## Collected data
========================================================================

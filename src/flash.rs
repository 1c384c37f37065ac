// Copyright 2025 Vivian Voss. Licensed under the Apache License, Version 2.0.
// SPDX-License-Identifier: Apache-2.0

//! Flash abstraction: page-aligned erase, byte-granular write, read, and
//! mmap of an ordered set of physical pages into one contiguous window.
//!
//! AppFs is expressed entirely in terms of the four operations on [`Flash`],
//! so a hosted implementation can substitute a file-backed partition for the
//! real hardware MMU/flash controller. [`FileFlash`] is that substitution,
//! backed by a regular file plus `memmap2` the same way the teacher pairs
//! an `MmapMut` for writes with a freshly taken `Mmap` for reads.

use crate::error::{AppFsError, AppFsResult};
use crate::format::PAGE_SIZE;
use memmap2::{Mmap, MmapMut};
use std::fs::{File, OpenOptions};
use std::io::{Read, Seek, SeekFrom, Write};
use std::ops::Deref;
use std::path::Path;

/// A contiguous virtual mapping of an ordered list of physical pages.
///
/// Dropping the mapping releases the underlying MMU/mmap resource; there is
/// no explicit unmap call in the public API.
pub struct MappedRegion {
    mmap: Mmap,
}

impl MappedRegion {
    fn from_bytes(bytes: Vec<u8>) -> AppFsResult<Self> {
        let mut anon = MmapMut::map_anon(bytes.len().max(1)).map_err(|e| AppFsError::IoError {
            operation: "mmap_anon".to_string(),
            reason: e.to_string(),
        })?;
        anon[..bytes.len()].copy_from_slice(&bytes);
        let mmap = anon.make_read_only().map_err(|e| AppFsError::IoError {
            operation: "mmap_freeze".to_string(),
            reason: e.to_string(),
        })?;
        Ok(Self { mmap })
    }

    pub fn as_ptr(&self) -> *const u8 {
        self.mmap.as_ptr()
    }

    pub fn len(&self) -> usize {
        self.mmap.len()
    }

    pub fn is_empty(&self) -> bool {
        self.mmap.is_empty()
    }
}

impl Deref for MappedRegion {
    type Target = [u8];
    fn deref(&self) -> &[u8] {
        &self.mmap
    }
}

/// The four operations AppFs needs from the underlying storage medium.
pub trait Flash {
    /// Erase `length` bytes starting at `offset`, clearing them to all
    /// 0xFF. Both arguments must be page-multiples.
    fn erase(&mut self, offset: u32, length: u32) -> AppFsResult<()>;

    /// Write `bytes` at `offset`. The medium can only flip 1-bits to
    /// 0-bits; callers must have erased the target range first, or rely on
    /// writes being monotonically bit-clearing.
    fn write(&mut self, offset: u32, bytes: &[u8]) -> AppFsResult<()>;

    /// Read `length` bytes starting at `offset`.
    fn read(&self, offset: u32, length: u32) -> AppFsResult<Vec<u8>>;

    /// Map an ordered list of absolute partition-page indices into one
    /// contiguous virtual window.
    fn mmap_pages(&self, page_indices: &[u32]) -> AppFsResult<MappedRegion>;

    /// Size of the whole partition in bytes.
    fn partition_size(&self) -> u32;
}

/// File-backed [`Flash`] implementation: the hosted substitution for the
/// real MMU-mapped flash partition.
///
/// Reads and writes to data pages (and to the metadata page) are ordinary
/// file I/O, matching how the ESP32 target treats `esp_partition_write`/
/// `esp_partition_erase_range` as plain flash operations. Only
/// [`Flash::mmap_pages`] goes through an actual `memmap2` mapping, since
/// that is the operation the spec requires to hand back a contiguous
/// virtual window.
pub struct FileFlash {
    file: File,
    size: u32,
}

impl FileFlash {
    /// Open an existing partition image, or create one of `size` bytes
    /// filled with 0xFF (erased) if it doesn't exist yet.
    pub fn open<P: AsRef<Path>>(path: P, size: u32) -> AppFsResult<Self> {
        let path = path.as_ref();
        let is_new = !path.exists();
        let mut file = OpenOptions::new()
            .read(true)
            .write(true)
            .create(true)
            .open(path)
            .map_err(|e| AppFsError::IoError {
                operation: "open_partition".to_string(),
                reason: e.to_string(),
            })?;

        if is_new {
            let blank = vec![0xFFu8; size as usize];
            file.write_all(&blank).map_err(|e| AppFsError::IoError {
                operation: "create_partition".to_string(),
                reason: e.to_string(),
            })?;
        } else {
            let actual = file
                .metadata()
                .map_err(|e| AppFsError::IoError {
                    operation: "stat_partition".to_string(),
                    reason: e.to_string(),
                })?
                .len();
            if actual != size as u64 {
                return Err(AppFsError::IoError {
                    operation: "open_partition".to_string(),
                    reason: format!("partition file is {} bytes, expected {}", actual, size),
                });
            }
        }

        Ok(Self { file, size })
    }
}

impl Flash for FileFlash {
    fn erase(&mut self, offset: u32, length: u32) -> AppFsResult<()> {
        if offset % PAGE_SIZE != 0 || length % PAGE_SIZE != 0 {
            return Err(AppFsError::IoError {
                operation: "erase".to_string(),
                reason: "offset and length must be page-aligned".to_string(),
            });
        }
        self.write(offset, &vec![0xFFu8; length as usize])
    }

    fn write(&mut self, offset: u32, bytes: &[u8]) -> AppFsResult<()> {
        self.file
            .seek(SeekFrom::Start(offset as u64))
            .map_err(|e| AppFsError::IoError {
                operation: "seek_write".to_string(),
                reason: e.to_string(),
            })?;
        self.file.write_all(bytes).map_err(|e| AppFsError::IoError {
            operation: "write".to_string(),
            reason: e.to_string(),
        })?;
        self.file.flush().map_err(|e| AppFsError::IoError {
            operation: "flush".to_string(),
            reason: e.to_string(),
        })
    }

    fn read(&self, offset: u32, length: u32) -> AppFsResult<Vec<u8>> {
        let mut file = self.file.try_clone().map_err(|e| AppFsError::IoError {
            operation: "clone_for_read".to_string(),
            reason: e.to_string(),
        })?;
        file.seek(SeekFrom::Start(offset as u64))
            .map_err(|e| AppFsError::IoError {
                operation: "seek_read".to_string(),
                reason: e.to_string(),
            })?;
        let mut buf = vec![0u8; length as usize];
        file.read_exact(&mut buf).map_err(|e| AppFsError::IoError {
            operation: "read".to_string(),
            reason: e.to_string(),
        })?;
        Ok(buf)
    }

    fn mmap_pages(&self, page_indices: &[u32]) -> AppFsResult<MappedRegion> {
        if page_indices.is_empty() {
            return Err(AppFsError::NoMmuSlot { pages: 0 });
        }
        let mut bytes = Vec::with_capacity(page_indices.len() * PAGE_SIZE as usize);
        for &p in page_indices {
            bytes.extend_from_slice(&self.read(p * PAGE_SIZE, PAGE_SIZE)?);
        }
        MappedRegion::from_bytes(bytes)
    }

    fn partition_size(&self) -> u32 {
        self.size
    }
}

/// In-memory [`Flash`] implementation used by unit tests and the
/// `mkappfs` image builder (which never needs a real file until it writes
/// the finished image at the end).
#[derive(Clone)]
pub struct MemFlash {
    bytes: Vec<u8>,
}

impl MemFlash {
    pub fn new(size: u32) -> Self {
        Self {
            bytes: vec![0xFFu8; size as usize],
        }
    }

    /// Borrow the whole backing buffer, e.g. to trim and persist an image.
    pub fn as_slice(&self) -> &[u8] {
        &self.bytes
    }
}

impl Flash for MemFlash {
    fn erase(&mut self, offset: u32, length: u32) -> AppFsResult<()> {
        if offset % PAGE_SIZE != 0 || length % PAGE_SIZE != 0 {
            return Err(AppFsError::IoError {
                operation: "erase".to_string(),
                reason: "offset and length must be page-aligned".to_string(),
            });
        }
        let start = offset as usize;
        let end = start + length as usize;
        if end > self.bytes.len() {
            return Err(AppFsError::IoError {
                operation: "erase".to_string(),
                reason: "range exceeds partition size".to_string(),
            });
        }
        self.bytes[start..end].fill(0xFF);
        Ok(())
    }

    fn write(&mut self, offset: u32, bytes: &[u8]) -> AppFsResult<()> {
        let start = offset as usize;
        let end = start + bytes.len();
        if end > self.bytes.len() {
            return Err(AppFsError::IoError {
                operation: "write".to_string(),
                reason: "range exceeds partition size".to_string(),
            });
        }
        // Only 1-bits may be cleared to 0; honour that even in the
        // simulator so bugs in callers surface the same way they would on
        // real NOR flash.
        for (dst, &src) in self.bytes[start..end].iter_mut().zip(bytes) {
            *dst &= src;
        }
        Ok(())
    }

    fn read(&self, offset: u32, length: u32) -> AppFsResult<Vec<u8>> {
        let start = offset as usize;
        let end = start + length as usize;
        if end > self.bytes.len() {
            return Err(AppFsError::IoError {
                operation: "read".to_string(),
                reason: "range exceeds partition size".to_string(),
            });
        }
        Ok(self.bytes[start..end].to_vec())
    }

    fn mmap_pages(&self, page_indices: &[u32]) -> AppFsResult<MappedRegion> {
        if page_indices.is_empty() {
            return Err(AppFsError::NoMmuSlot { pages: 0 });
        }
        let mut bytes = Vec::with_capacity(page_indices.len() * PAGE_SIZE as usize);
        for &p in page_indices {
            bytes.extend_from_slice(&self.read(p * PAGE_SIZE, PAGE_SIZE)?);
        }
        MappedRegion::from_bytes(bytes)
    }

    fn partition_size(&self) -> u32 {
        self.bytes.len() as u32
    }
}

========================================================================

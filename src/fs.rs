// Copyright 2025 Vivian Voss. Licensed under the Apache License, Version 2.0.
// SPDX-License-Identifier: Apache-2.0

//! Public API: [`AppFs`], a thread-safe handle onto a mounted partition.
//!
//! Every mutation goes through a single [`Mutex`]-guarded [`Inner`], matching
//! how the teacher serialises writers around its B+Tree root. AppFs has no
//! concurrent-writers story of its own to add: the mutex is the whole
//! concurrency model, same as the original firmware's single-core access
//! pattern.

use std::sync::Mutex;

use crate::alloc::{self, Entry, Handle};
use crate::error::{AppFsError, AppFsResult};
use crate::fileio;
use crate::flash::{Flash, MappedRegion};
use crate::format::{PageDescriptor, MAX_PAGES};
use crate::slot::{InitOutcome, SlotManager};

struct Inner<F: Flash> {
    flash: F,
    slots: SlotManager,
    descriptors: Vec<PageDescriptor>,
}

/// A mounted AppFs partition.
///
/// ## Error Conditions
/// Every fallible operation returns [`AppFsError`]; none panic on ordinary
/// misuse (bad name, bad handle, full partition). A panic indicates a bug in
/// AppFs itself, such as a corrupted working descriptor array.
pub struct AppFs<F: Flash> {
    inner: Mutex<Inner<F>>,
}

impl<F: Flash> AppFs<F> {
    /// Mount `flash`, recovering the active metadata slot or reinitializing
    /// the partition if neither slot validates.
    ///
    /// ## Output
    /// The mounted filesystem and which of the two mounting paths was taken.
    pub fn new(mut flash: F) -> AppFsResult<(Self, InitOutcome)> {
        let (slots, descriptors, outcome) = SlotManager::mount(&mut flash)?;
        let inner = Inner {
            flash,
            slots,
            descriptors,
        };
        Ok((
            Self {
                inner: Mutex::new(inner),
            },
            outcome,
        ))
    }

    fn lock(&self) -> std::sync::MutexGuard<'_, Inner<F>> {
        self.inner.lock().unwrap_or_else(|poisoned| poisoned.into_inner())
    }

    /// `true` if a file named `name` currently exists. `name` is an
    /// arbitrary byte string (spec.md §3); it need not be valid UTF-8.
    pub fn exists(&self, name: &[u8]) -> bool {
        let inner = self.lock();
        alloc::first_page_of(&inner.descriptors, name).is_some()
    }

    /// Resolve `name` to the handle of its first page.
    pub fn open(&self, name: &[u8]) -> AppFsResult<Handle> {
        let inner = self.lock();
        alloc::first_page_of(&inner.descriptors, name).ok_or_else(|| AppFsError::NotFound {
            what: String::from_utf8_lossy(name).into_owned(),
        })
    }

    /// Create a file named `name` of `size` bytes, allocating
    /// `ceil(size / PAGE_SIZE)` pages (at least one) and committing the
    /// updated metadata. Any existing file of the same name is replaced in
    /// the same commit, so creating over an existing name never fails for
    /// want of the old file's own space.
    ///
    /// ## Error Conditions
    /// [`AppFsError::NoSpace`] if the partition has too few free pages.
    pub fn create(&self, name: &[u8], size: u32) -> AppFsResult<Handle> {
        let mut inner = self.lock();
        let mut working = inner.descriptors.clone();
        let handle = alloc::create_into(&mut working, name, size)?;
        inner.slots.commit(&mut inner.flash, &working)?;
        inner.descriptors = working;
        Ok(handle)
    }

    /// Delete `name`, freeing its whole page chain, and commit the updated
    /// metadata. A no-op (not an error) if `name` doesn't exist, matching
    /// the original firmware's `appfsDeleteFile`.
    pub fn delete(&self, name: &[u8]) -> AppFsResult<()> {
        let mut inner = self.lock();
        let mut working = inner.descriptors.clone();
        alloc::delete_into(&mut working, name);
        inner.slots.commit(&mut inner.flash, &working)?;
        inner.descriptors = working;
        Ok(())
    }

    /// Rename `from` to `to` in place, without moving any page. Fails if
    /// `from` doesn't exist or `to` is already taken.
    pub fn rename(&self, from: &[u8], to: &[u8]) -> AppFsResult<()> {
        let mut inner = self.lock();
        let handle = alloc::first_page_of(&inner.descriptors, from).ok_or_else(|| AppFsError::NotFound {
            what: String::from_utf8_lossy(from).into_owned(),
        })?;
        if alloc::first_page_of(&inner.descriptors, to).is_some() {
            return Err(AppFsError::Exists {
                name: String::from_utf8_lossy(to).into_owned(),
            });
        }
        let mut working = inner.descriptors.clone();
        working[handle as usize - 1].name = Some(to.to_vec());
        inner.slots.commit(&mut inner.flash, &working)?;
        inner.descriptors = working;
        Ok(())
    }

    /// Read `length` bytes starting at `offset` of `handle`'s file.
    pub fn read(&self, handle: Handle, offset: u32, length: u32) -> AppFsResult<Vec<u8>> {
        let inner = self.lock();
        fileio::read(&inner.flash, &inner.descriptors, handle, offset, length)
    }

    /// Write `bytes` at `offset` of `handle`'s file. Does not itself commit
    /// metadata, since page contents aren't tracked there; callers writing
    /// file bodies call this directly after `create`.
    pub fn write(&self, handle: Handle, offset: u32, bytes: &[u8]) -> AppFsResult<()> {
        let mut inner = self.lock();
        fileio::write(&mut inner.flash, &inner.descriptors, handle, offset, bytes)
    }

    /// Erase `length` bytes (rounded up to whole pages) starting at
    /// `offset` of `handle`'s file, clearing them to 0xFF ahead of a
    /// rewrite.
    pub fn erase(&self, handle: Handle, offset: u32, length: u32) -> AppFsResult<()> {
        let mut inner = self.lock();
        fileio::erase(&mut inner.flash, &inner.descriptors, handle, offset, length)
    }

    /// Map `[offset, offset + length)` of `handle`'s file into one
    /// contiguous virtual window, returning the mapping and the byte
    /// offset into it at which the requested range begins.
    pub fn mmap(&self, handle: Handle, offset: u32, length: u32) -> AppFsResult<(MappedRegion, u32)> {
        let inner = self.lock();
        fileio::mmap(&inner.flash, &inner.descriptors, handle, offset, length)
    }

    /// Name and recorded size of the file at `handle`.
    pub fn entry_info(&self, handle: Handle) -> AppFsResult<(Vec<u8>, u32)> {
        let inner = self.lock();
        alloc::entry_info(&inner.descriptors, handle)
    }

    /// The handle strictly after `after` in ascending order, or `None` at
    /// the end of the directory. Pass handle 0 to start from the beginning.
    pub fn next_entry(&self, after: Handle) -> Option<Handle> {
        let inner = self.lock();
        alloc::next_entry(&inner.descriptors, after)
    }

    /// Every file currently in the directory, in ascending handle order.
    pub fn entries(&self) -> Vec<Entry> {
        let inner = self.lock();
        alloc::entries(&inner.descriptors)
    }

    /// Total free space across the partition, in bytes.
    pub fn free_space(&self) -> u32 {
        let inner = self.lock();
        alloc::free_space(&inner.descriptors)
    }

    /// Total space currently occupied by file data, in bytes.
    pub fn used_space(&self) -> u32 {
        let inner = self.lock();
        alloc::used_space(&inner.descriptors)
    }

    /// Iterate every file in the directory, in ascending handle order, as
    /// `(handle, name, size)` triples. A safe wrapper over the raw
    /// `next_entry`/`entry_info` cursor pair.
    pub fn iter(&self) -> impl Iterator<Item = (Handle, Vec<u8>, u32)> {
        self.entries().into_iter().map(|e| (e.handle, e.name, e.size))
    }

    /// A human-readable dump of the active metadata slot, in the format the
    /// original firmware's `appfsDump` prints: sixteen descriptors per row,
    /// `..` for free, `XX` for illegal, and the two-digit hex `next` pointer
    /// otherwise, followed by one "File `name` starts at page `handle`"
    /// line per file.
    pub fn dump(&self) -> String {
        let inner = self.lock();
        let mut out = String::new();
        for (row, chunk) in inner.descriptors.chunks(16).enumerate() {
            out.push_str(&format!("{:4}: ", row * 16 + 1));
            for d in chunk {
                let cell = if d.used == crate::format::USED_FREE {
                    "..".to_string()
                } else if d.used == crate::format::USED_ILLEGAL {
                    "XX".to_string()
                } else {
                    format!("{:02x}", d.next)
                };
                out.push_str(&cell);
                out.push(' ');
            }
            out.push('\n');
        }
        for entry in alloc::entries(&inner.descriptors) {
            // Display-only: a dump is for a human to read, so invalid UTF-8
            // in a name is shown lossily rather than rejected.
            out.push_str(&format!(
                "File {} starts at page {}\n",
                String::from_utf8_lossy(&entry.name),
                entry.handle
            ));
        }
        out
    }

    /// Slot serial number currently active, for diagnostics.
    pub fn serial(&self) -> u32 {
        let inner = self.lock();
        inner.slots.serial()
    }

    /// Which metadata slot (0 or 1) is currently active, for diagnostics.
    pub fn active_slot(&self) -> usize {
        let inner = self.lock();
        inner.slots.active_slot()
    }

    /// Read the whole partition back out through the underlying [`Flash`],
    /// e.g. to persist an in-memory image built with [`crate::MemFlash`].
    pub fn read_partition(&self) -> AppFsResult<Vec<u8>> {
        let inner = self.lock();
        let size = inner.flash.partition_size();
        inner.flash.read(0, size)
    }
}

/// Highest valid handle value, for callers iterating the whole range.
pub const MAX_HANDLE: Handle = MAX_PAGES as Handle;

========================================================================

## Prompt
Starting at the line above that contains "use std::sync::Mutex;", write out each line exactly until the line that contains "pub struct AppFs<F: Flash>" has been written, and stop there.

## Answer to this exercise
use std::sync::Mutex;

use crate::alloc::{self, Entry, Handle};
use crate::error::{AppFsError, AppFsResult};
use crate::fileio;
use crate::flash::{Flash, MappedRegion};
use crate::format::{PageDescriptor, MAX_PAGES};
use crate::slot::{InitOutcome, SlotManager};

struct Inner<F: Flash> {
    flash: F,
    slots: SlotManager,
    descriptors: Vec<PageDescriptor>,
}

/// A mounted AppFs partition.
///
/// ## Error Conditions
/// Every fallible operation returns [`AppFsError`]; none panic on ordinary
/// misuse (bad name, bad handle, full partition). A panic indicates a bug in
/// AppFs itself, such as a corrupted working descriptor array.
pub struct AppFs<F: Flash> {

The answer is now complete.